* **EXERCISE DETAILS**
Which lines of the records below contain the word "alias"? Show each one.

Items listed in a dataset:
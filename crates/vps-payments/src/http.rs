//! Shared HTTP plumbing for the gateway and presence clients

use std::future::Future;
use std::time::Duration;

use serde::de::DeserializeOwned;

use crate::error::{PaymentError, Result};

/// Default per-call deadline for every remote call
pub const DEFAULT_CALL_TIMEOUT: Duration = Duration::from_secs(15);

pub(crate) fn build_client(timeout: Duration) -> Result<reqwest::Client> {
    reqwest::Client::builder()
        .timeout(timeout)
        .user_agent(concat!("vps-payments/", env!("CARGO_PKG_VERSION")))
        .build()
        .map_err(|e| PaymentError::Config(format!("HTTP client: {e}")))
}

/// Reject non-2xx responses and decode the body as JSON
pub(crate) async fn decode_json<T: DeserializeOwned>(response: reqwest::Response) -> Result<T> {
    let status = response.status();
    if !status.is_success() {
        let body = response.text().await.unwrap_or_default();
        return Err(PaymentError::Rejected {
            status: status.as_u16(),
            body,
        });
    }

    response
        .json::<T>()
        .await
        .map_err(|e| PaymentError::Malformed(e.to_string()))
}

/// Run a remote call under a deadline
pub(crate) async fn with_deadline<T>(
    deadline: Duration,
    call: impl Future<Output = Result<T>>,
) -> Result<T> {
    tokio::time::timeout(deadline, call)
        .await
        .map_err(|_| PaymentError::Timeout(deadline))?
}
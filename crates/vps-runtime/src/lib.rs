//! # vps-runtime
//!
//! Cloud side of the VPS checkout: creating the instance a buyer paid for
//! and discovering its address.
//!
//! ## Providers
//!
//! - **DigitalOcean** (default): droplets via the v2 API
//! - **Mock**: scripted provider for tests and demos
//!
//! ## Usage
//!
//! ```rust,ignore
//! use vps_runtime::{DigitalOceanClient, InstanceProvisioner};
//!
//! let cloud = Arc::new(DigitalOceanClient::from_env()?);
//! let provisioner = InstanceProvisioner::new(cloud, catalog);
//!
//! let instance = provisioner.provision("r2c2", &hostname).await?;
//! ```

pub mod cloud;
pub mod cloud_init;
pub mod digitalocean;
pub mod error;
pub mod mock;
pub mod provisioner;

pub use cloud::{CloudProvider, DEFAULT_CALL_TIMEOUT, InstanceRequest};
pub use digitalocean::{DigitalOceanClient, DigitalOceanConfig};
pub use error::{CloudError, Result};
pub use provisioner::{InstanceProvisioner, ProvisionerConfig};
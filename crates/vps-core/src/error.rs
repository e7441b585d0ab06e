//! Error Types

use thiserror::Error;

/// Result type alias for checkout workflow operations
pub type Result<T> = std::result::Result<T, OrderError>;

/// Failure kinds of the checkout and provisioning workflow.
///
/// Every external-call failure is converted into one of these at the stage
/// where it happens. Address discovery timing out is not an error: it is
/// reported as [`InstanceAddress::Pending`](crate::InstanceAddress::Pending)
/// on a successful result.
#[derive(Error, Debug, Clone, PartialEq, Eq)]
pub enum OrderError {
    /// Request body missing, malformed or not JSON
    #[error("Invalid request: {0}")]
    InvalidRequest(String),

    /// Plan key not present in the catalog
    #[error("Invalid plan: {0}")]
    InvalidPlan(String),

    /// Hostname rejected before any remote call
    #[error("Invalid hostname: {0}")]
    InvalidHostname(String),

    /// Payment gateway failed to create a transaction, or answered without
    /// a usable payment artifact
    #[error("Gateway error: {0}")]
    Gateway(String),

    /// Presence-verification service could not be reached
    #[error("Captcha error: {0}")]
    CaptchaUnavailable(String),

    /// Presence token was rejected
    #[error("Captcha invalid")]
    CaptchaInvalid,

    /// Settlement status could not be fetched
    #[error("Payment check error: {0}")]
    PaymentCheck(String),

    /// Gateway reports the transaction as not settled yet
    #[error("Payment pending (status: {status:?})")]
    PaymentPending { status: String },

    /// Cloud provider refused or failed the instance creation
    #[error("Provisioning error: {0}")]
    Provisioning(String),
}

impl OrderError {
    /// Only a pending payment is worth re-submitting unchanged.
    pub const fn is_retryable(&self) -> bool {
        matches!(self, Self::PaymentPending { .. })
    }

    /// Stable machine-readable code for API responses
    pub const fn code(&self) -> &'static str {
        match self {
            Self::InvalidRequest(_) => "INVALID_REQUEST",
            Self::InvalidPlan(_) => "INVALID_PLAN",
            Self::InvalidHostname(_) => "INVALID_HOSTNAME",
            Self::Gateway(_) => "GATEWAY_ERROR",
            Self::CaptchaUnavailable(_) => "CAPTCHA_ERROR",
            Self::CaptchaInvalid => "CAPTCHA_INVALID",
            Self::PaymentCheck(_) => "PAYMENT_CHECK_ERROR",
            Self::PaymentPending { .. } => "PAYMENT_PENDING",
            Self::Provisioning(_) => "PROVISIONING_ERROR",
        }
    }

    /// Convert to a user-friendly message
    pub fn user_message(&self) -> String {
        match self {
            Self::InvalidRequest(detail) => format!("Invalid request: {detail}"),
            Self::InvalidPlan(_) => "Invalid Plan".into(),
            Self::InvalidHostname(name) => format!("Invalid hostname '{name}'"),
            Self::Gateway(_) => "Gateway Error".into(),
            Self::CaptchaUnavailable(_) => "Captcha Error".into(),
            Self::CaptchaInvalid => "Captcha Invalid".into(),
            Self::PaymentCheck(_) => "Payment Check Error".into(),
            Self::PaymentPending { .. } => "Payment Pending".into(),
            Self::Provisioning(_) => "Provisioning Error".into(),
        }
    }
}

#[cfg(test)]
mod tests {
    use super::*;

    #[test]
    fn test_only_pending_is_retryable() {
        assert!(OrderError::PaymentPending { status: "PENDING".into() }.is_retryable());
        assert!(!OrderError::CaptchaInvalid.is_retryable());
        assert!(!OrderError::Provisioning("boom".into()).is_retryable());
        assert!(!OrderError::Gateway("boom".into()).is_retryable());
    }

    #[test]
    fn test_codes_are_distinct() {
        let errors = [
            OrderError::InvalidRequest("x".into()),
            OrderError::InvalidPlan("x".into()),
            OrderError::InvalidHostname("x".into()),
            OrderError::Gateway("x".into()),
            OrderError::CaptchaUnavailable("x".into()),
            OrderError::CaptchaInvalid,
            OrderError::PaymentCheck("x".into()),
            OrderError::PaymentPending { status: String::new() },
            OrderError::Provisioning("x".into()),
        ];
        let mut codes: Vec<_> = errors.iter().map(OrderError::code).collect();
        codes.sort_unstable();
        codes.dedup();
        assert_eq!(codes.len(), errors.len());
    }
}
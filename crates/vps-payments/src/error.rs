//! Payment Error Types

use std::time::Duration;

use thiserror::Error;

/// Result type alias
pub type Result<T> = std::result::Result<T, PaymentError>;

/// Transport-level failures of the gateway and presence-verification clients.
///
/// These never leave this crate's services: [`TransactionService`] and
/// [`PaymentVerifier`] translate them into [`vps_core::OrderError`].
///
/// [`TransactionService`]: crate::TransactionService
/// [`PaymentVerifier`]: crate::PaymentVerifier
#[derive(Error, Debug)]
pub enum PaymentError {
    /// Connection, TLS or client-side timeout
    #[error("Network error: {0}")]
    Network(#[from] reqwest::Error),

    /// Remote answered with a non-success status
    #[error("Remote rejected request ({status}): {body}")]
    Rejected { status: u16, body: String },

    /// Response body did not have the expected shape
    #[error("Unexpected response: {0}")]
    Malformed(String),

    /// Call exceeded its deadline
    #[error("Timed out after {0:?}")]
    Timeout(Duration),

    /// Configuration error
    #[error("Configuration error: {0}")]
    Config(String),
}

impl PaymentError {
    /// Check if this error is retryable
    pub const fn is_retryable(&self) -> bool {
        match self {
            Self::Network(_) | Self::Timeout(_) => true,
            Self::Rejected { status, .. } => *status >= 500,
            Self::Malformed(_) | Self::Config(_) => false,
        }
    }
}
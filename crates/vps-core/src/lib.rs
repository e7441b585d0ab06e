//! # vps-core
//!
//! Domain model for the VPS checkout service: the plan catalog, orders,
//! generated credentials, provisioned instances and the workflow's error
//! taxonomy.
//!
//! ## Workflow
//!
//! ```text
//! ┌──────────────┐   ┌──────────────┐   ┌──────────────┐   ┌──────────────┐
//! │ create tx    │──▶│ presence     │──▶│ settlement   │──▶│ provision +  │
//! │ (gateway)    │   │ check        │   │ check        │   │ poll address │
//! └──────────────┘   └──────────────┘   └──────────────┘   └──────────────┘
//! ```
//!
//! Nothing here talks to the network. The payment and cloud adapters live in
//! `vps-payments` and `vps-runtime`; both convert their transport failures
//! into [`OrderError`] at the stage where they happen.

pub mod credential;
pub mod error;
pub mod instance;
pub mod order;
pub mod plan;

pub use credential::InitialPassword;
pub use error::{OrderError, Result};
pub use instance::{
    Hostname, InstanceAddress, InstanceId, PENDING_ADDRESS_MARKER, ProvisionedInstance,
};
pub use order::{ORDER_ID_PREFIX, Order, OrderId, ProvisioningRequest};
pub use plan::{Plan, PlanCatalog};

* **EXERCISE RESPONSE**
/// Result type alias for checkout workflow operations
/// Result type alias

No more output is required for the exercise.